Use the first six terms to estimate the remainder of the series.

???\sum^{\infty}_{n=1}\frac{n}{2n^4+3}???

The first thing we need to do is to find the sum of the first six terms ???s_6??? of our original series ???a_n???.

The sum of the first six terms of the series ???a_n??? is

???s_6=\frac15+\frac{2}{35}+\frac{1}{54}+\frac{4}{515}+\frac{5}{1,253}+\frac{6}{2,595}???

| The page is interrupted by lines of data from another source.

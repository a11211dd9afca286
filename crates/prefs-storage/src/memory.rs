//! In-memory store
//!
//! Used when the on-disk database cannot be opened, and by tests.

use parking_lot::RwLock;
use std::collections::HashMap;
use std::sync::Arc;

use crate::store::PreferenceStore;
use crate::Result;

#[derive(Default)]
pub struct MemoryStore {
    values: Arc<RwLock<HashMap<String, String>>>,
}

impl MemoryStore {
    pub fn new() -> Self {
        Self::default()
    }

    pub fn len(&self) -> usize {
        self.values.read().len()
    }

    pub fn is_empty(&self) -> bool {
        self.values.read().is_empty()
    }
}

impl PreferenceStore for MemoryStore {
    fn get(&self, key: &str) -> Result<Option<String>> {
        Ok(self.values.read().get(key).cloned())
    }

    fn set(&self, key: &str, value: &str) -> Result<()> {
        self.values
            .write()
            .insert(key.to_string(), value.to_string());
        Ok(())
    }

    fn remove(&self, key: &str) -> Result<()> {
        self.values.write().remove(key);
        Ok(())
    }
}

impl Clone for MemoryStore {
    fn clone(&self) -> Self {
        Self {
            values: Arc::clone(&self.values),
        }
    }
}

#[cfg(test)]
mod tests {
    use super::*;

    #[test]
    fn test_memory_store() {
        let store = MemoryStore::new();
        assert!(store.is_empty());
        assert_eq!(store.get("missing").unwrap(), None);

        store.set("a", "1").unwrap();
        store.set("a", "2").unwrap();
        assert_eq!(store.get("a").unwrap().as_deref(), Some("2"));
        assert_eq!(store.len(), 1);

        // Clones share the same backing map
        let shared = store.clone();
        shared.remove("a").unwrap();
        assert_eq!(store.get("a").unwrap(), None);
    }
}
//! Core error types

use thiserror::Error;

#[derive(Error, Debug)]
pub enum CoreError {
    #[error("Storage error: {0}")]
    Storage(#[from] prefs_storage::StorageError),

    #[error("Pane error: {0}")]
    Pane(#[from] prefs_panes::PaneError),

    #[error("Switch error: {0}")]
    Switch(#[from] prefs_switcher::SwitchError),

    #[error("Serialization error: {0}")]
    Serialization(#[from] serde_json::Error),

    #[error("Configuration error: {0}")]
    Config(String),
}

???s_6=0.2000+0.0571+0.0185+0.0078+0.0040+0.0023???

???s_6=0.2897???

Since we’ve rounded our decimals, we’ll say

???s_6\approx0.2897???

Next, we need to use the comparison test to figure out whether ???a_n??? converges or diverges. We will need to create a similar but simpler comparison series ???b_n???. We can use the same numerator in ???b_n??? as the numerator from ???a_n???, since it’s already pretty simple. For the denominator, we can use ???n^4???, since it’s the element of the denominator that has the most impact on the series. The comparison series ???b_n??? will be

???b_n=\frac{n}{n^4}???

???b_n=\frac{1}{n^3}???

The comparison series ???b_n??? is a p-series where ???p=3???. The p-series test tells us that the series

will converge when ???p>1???

will diverge when ???p\le1???

Since ???p=3???, we know that ???b_n??? converges.

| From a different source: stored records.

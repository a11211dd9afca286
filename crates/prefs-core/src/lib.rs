//! Prefs Core
//!
//! A single window hosting several settings panes. The window remembers the
//! last pane the user looked at and where it was on screen, switches panes
//! through a toolbar or a segmented control, and resizes itself smoothly
//! between panes of different sizes.
//!
//! The native toolkit is reached only through [`NativeWindow`]; the host
//! forwards navigation input, frame changes and animation completions back
//! into [`SettingsWindow`].

mod config;
mod error;
mod frame;
mod responder;
mod shell;

pub use config::Config;
pub use error::CoreError;
pub use frame::WindowFrameStore;
pub use responder::ResponderTarget;
pub use shell::{SettingsWindow, SettingsWindowOptions};

// Re-export the building blocks hosts need
pub use prefs_panes::{
    ActionResponder, ContentView, Frame, Icon, PaneConvertible, PaneDescriptor, PaneError,
    PaneIdentifier, PaneRegistry, Point, SettingsPane, Size, StaticView,
};
pub use prefs_storage::{Database, MemoryStore, PreferenceStore, StorageError, StorageKeys};
pub use prefs_switcher::{
    ActivationOutcome, ActivationState, HeadlessWindow, NativeWindow, NavigationEvent, Segment,
    Style, SwitchError, SwitchPhase, ToolbarItem, Transition,
};

use std::sync::Arc;

pub type Result<T> = std::result::Result<T, CoreError>;

/// Initialize logging
pub fn init_logging() {
    use tracing_subscriber::{fmt, EnvFilter};

    let filter = EnvFilter::try_from_default_env().unwrap_or_else(|_| EnvFilter::new("info"));

    fmt().with_env_filter(filter).with_target(true).init();
}

/// Open the persistent store named by `config`.
///
/// A store that cannot be opened is not fatal: state simply is not kept
/// across launches.
pub fn open_store(config: &Config) -> Arc<dyn PreferenceStore> {
    match Database::open(&config.database_path) {
        Ok(db) => Arc::new(db),
        Err(e) => {
            tracing::warn!(
                path = %config.database_path.display(),
                error = %e,
                "Settings store unavailable, falling back to memory"
            );
            Arc::new(MemoryStore::new())
        }
    }
}
//! Completion suggestions implementation.

use std::sync::Arc;

use rustc_hash::FxHashSet;
use smol_str::SmolStr;

use crate::base::TextSize;
use crate::hir::{
    FileSnapshot, Origin, ResolveRequest, ScopeResolver, ScopeResult, Symbol, SymbolKind,
    TypeLookup,
};

/// Kind of completion item.
#[derive(Clone, Copy, Debug, PartialEq, Eq, Hash)]
pub enum CompletionKind {
    Package,
    Type,
    Function,
    Variable,
}

impl CompletionKind {
    /// Convert to LSP completion item kind number.
    pub fn to_lsp(&self) -> u32 {
        match self {
            CompletionKind::Package => 9,  // Module
            CompletionKind::Type => 7,     // Class
            CompletionKind::Function => 3, // Function
            CompletionKind::Variable => 6, // Variable
        }
    }
}

impl From<SymbolKind> for CompletionKind {
    fn from(kind: SymbolKind) -> Self {
        match kind {
            SymbolKind::Package => CompletionKind::Package,
            SymbolKind::Type => CompletionKind::Type,
            SymbolKind::Function => CompletionKind::Function,
            SymbolKind::Variable => CompletionKind::Variable,
        }
    }
}

/// A completion suggestion.
#[derive(Clone, Debug, PartialEq, Eq)]
pub struct CompletionItem {
    /// The text to insert.
    pub label: Arc<str>,
    pub kind: CompletionKind,
    /// Detail text (shown after label).
    pub detail: Option<Arc<str>>,
    /// Which provider made the name visible.
    pub origin: Origin,
    /// Sort priority (lower = higher priority).
    pub sort_priority: u32,
}

impl CompletionItem {
    pub fn new(label: impl Into<Arc<str>>, kind: CompletionKind, origin: Origin) -> Self {
        Self {
            label: label.into(),
            kind,
            detail: None,
            origin,
            sort_priority: 100,
        }
    }

    pub fn with_detail(mut self, detail: impl Into<Arc<str>>) -> Self {
        self.detail = Some(detail.into());
        self
    }

    pub fn with_priority(mut self, priority: u32) -> Self {
        self.sort_priority = priority;
        self
    }

    /// Create from a resolved symbol.
    pub fn from_symbol(symbol: &Symbol) -> Self {
        let item = Self::new(symbol.name.as_str(), symbol.kind.into(), symbol.origin);
        match &symbol.declared_type {
            Some(ty) if !ty.is_unknown() => item.with_detail(format!(": {ty}")),
            _ => item.with_detail(symbol.origin.display()),
        }
    }
}

/// Get completion suggestions at a position.
///
/// Items come in resolution order, so a name shadowed by a
/// higher-precedence provider is offered once, from that provider.
pub fn completions(
    resolver: &ScopeResolver,
    snapshot: &FileSnapshot,
    types: &dyn TypeLookup,
    position: TextSize,
) -> ScopeResult<Vec<CompletionItem>> {
    let symbols = resolver.collect(snapshot, types, &ResolveRequest::at(position))?;
    let order = resolver.provider_order();

    // Deduplicate by (name, kind)
    let mut seen: FxHashSet<(SmolStr, SymbolKind)> = FxHashSet::default();
    let items = symbols
        .iter()
        .filter(|symbol| seen.insert((symbol.name.clone(), symbol.kind)))
        .map(|symbol| {
            let rank = order.iter().position(|o| *o == symbol.origin).unwrap_or(order.len());
            CompletionItem::from_symbol(symbol).with_priority(rank as u32 * 10)
        })
        .collect();
    Ok(items)
}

To use the comparison test to show that ???a_n??? also converges, we have to show that ???0\le{a_n}\le{b_n}???. We’ll find some of the first few values of the comparison series ???b_n??? and compare them to ???a_n???. Let’s use ???n=1,\ 2,\ 3???.

Looking at these three terms and their corresponding terms from ???a_n???, we can see that ???0\le{a_n}\le{b_n}???, which means that ???a_n??? converges.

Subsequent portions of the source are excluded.